CAB Payments names new CEO

British fintech company CAB Payments has named Neeraj Kapur as its new chief executive officer, just months after the group’s share went public.

Kapur will succeed Bhairav Trivedi, who will transition to the role of a senior adviser to the board.

The company, which went public last year and specialises in business-to-business emerging market cross-border payments and foreign exchange, has been looking to win back market trust after a sharp plunge in its shares following a profit warning.

UK private sector growing at fastest rate for nine months fuelling hopes the recession is already over

Britain’s private sector is growing at the fastest pace for nine months according to new figures adding to evidence that the recession is already over.

The purchasing managers’ index (PMI) showed business activity picking up speed – in stark contrast to data showing a deepening downturn in Germany.

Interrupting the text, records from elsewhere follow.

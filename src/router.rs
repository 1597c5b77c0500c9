//! Routing of decoded packets to handlers.
//!
//! The [`DispatchTable`] maps a packet's routing key (its `id`) to a shared
//! [`Handler`]. It is filled in at startup and then frozen inside a
//! [`Router`], which every session of every server shares.

use crate::codec::Codec;
use crate::connection::Connection;
use crate::error::{Error, HandlerError, Result};
use crate::packet::Packet;
use async_trait::async_trait;
use std::collections::BTreeMap;
use std::sync::Arc;
use tracing::trace;

/// Business logic for one routing key.
///
/// Handlers are shared between all connections and must not keep
/// per-connection state; everything about the current connection comes in
/// through the [`Binding`].
#[async_trait]
pub trait Handler: Send + Sync {
    /// Short name for logs.
    fn name(&self) -> &'static str;

    /// Process one packet. May write at most one reply through `binding`.
    async fn handle(&self, binding: &Binding<'_>, packet: Packet)
        -> std::result::Result<(), HandlerError>;
}

/// The codec paired with the connection a packet arrived on.
pub struct Binding<'a> {
    conn: &'a Connection,
    codec: &'a dyn Codec,
}

impl<'a> Binding<'a> {
    pub fn new(conn: &'a Connection, codec: &'a dyn Codec) -> Self {
        Self { conn, codec }
    }

    /// Connection the packet arrived on.
    pub fn connection(&self) -> &Connection {
        self.conn
    }

    /// Encode `packet` and write it back on the bound connection.
    pub async fn write(&self, packet: &Packet) -> std::result::Result<(), HandlerError> {
        let frame = self.codec.encode(packet)?;
        self.conn.write(&frame).await?;
        trace!(
            conn_id = self.conn.id(),
            id = packet.id,
            bytes = frame.len(),
            "Wrote reply"
        );
        Ok(())
    }
}

/// Routing key to handler mapping.
#[derive(Default)]
pub struct DispatchTable {
    handlers: BTreeMap<u32, Arc<dyn Handler>>,
}

impl DispatchTable {
    pub fn new() -> Self {
        Self::default()
    }

    /// Install `handler` for `key`, returning the one it replaces.
    pub fn register(&mut self, key: u32, handler: Arc<dyn Handler>) -> Option<Arc<dyn Handler>> {
        self.handlers.insert(key, handler)
    }

    pub fn lookup(&self, key: u32) -> Option<&Arc<dyn Handler>> {
        self.handlers.get(&key)
    }

    /// Registered routes in key order.
    pub fn iter(&self) -> impl Iterator<Item = (u32, &Arc<dyn Handler>)> {
        self.handlers.iter().map(|(key, handler)| (*key, handler))
    }

    pub fn len(&self) -> usize {
        self.handlers.len()
    }

    pub fn is_empty(&self) -> bool {
        self.handlers.is_empty()
    }
}

/// Frozen dispatch table plus the codec replies are written with.
pub struct Router {
    table: Arc<DispatchTable>,
    codec: Arc<dyn Codec>,
}

impl Router {
    pub fn new(table: Arc<DispatchTable>, codec: Arc<dyn Codec>) -> Self {
        Self { table, codec }
    }

    pub fn codec(&self) -> &dyn Codec {
        self.codec.as_ref()
    }

    pub fn table(&self) -> &DispatchTable {
        &self.table
    }

    /// Pair the shared codec with `conn` for the next dispatch.
    pub fn bind<'a>(&'a self, conn: &'a Connection) -> Binding<'a> {
        Binding::new(conn, self.codec.as_ref())
    }

    /// Hand `packet` to the handler registered for its routing key.
    pub async fn dispatch(&self, binding: &Binding<'_>, packet: Packet) -> Result<()> {
        let handler = self
            .table
            .lookup(packet.id)
            .ok_or(Error::UnroutablePacket {
                id: packet.id,
                kind: packet.kind,
            })?;

        trace!(
            conn_id = binding.connection().id(),
            route = packet.id,
            handler = handler.name(),
            "Dispatching packet"
        );
        handler.handle(binding, packet).await?;
        Ok(())
    }
}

UK GDP shrank for two quarters in a row late last year, meeting the technical definition of recession, but there are signs it has started to bounce back.

StanChart faces $850m impairment

Standard Chartered took a $850million impairment last year, mainly from its stake in Chinese lender Bohai Bank, its second time writing down the value of the unit as the lender was hit by increasing bad loans as growth in the world’s second-largest economy sputtered.

The hefty loss in China, a core target for StanChart’s strategy, underlines the challenge it faces to expand in the country as policymakers struggle to arrest a deepening property crisis and revive weak consumer confidence.

A fresh $150 million writedown of its stake in Bohai Bank, following a $700 million hit earlier this year, reduced its value to $700 million from $1.5 billion at the start of the year.

It follows news earlier this week from rival HSBC, which took a £2.4billion hit against the value of its stake in China’s Bank of Communications.